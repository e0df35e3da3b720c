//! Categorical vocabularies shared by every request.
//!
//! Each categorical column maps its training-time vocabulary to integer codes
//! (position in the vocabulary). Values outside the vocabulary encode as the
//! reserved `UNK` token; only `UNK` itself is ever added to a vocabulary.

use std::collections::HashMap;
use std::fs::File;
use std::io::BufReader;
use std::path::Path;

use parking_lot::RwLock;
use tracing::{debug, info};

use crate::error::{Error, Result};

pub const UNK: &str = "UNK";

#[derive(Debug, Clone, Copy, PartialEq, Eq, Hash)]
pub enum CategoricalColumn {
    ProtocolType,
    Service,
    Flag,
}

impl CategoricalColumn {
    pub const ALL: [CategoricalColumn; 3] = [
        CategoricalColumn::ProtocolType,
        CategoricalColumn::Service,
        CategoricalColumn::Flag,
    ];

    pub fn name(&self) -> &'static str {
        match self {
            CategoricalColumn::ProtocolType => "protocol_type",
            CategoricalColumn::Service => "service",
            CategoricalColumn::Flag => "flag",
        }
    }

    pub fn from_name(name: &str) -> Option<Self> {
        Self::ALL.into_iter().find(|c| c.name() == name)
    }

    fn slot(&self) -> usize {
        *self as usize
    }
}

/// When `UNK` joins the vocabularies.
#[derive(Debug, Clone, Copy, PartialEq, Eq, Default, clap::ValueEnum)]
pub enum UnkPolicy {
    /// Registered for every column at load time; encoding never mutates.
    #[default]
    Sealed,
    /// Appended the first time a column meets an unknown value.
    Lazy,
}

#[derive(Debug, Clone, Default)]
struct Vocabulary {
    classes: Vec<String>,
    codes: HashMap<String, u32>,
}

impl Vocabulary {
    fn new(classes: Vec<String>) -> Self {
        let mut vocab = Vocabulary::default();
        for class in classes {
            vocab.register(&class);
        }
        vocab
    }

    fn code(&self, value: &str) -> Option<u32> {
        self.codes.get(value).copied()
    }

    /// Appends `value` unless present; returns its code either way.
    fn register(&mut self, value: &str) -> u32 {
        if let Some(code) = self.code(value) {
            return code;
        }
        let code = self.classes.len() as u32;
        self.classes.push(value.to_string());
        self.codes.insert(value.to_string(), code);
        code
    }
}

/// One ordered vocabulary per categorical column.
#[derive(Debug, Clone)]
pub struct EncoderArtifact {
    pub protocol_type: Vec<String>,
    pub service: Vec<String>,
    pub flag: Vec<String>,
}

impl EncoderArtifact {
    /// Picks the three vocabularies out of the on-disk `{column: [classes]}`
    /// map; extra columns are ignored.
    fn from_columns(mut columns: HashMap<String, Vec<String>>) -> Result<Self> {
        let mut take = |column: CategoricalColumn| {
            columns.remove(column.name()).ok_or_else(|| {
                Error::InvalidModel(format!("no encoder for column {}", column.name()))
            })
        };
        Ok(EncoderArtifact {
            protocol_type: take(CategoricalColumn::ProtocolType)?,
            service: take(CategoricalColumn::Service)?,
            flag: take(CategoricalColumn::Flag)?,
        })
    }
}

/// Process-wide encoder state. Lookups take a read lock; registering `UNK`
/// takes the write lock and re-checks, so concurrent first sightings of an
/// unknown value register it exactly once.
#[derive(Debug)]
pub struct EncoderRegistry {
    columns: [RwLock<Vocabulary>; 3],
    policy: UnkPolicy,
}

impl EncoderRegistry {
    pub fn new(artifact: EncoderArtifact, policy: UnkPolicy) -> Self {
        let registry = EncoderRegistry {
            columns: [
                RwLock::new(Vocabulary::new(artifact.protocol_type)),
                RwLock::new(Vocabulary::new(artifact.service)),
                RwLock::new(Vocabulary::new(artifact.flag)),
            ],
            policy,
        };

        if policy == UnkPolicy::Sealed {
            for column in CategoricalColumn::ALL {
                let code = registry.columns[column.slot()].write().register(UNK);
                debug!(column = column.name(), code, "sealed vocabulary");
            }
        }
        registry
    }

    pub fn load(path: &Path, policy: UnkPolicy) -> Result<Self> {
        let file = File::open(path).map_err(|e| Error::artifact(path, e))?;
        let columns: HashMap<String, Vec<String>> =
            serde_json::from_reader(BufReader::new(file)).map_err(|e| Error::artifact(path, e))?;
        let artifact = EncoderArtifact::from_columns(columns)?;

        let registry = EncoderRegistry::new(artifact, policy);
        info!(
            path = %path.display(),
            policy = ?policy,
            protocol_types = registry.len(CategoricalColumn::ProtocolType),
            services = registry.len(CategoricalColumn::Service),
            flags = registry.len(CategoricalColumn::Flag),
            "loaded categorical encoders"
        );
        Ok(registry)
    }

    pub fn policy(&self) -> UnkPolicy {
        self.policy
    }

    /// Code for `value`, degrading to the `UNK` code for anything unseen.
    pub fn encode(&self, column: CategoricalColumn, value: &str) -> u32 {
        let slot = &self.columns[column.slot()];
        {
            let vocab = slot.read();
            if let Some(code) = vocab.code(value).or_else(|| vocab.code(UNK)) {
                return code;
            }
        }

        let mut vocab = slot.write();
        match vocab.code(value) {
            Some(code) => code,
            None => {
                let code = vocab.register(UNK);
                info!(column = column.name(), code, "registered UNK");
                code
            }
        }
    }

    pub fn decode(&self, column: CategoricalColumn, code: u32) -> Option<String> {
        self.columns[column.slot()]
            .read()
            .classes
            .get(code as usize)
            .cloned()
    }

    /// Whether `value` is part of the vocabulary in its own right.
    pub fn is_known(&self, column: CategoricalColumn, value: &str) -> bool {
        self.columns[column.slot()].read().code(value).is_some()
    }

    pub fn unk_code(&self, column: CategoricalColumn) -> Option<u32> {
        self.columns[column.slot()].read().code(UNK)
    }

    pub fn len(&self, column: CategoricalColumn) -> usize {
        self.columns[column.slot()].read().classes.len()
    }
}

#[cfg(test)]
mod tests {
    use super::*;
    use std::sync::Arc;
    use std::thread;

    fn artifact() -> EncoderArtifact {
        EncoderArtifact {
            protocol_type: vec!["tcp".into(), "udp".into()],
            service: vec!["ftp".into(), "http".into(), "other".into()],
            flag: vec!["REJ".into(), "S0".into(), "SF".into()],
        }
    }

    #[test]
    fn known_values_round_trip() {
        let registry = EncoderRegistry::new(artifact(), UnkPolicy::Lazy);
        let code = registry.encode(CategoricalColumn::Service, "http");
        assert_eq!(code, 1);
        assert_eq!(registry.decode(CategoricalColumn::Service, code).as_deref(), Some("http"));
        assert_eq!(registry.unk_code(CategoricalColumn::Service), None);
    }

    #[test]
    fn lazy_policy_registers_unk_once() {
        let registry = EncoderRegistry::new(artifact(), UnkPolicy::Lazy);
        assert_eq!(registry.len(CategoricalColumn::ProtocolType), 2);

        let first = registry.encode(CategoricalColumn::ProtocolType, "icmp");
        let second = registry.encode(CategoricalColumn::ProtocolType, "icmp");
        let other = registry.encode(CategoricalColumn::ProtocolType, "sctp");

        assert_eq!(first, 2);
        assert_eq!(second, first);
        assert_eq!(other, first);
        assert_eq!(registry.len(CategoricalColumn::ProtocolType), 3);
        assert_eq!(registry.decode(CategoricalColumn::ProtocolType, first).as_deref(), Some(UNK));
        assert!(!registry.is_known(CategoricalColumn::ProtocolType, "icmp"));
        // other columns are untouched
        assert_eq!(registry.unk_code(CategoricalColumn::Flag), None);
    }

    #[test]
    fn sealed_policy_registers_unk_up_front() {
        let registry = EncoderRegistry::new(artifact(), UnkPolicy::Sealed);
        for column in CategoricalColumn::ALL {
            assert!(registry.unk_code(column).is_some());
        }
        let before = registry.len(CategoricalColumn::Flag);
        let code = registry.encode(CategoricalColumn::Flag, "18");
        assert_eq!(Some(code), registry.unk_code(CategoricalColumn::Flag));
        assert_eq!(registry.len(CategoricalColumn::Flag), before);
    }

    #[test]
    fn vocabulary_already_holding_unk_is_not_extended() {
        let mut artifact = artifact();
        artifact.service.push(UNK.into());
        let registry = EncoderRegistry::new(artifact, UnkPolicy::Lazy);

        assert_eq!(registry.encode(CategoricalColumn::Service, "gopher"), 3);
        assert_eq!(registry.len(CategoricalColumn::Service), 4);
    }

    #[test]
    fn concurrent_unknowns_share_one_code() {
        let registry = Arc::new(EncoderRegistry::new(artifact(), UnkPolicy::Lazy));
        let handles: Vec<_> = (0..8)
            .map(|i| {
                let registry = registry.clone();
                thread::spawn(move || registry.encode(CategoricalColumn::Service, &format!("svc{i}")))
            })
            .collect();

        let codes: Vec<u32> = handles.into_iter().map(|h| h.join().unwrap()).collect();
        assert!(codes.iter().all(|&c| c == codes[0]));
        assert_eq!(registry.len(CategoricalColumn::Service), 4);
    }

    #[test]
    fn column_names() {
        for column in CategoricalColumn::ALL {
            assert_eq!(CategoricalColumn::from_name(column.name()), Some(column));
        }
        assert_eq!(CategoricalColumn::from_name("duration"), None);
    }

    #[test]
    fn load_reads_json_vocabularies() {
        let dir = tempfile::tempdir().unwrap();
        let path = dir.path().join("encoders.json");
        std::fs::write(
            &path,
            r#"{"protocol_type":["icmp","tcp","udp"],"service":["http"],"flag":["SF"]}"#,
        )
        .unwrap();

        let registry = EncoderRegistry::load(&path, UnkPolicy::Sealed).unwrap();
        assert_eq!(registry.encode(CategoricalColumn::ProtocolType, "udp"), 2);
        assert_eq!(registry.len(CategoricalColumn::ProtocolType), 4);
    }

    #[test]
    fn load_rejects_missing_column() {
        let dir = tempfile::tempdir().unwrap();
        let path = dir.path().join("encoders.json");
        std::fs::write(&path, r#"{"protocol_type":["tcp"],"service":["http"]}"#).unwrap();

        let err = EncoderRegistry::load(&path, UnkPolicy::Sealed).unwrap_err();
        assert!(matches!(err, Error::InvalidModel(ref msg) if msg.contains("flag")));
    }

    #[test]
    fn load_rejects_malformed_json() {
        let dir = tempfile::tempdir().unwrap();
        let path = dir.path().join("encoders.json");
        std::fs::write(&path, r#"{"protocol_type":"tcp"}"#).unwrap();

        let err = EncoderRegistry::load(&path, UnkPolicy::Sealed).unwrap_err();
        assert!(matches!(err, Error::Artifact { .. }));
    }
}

• **Work to complete**
Copy every line from the records that holds the string "info".

• **Answer section**
use tracing::{debug, info};
        info!(
                info!(column = column.name(), code, "registered UNK");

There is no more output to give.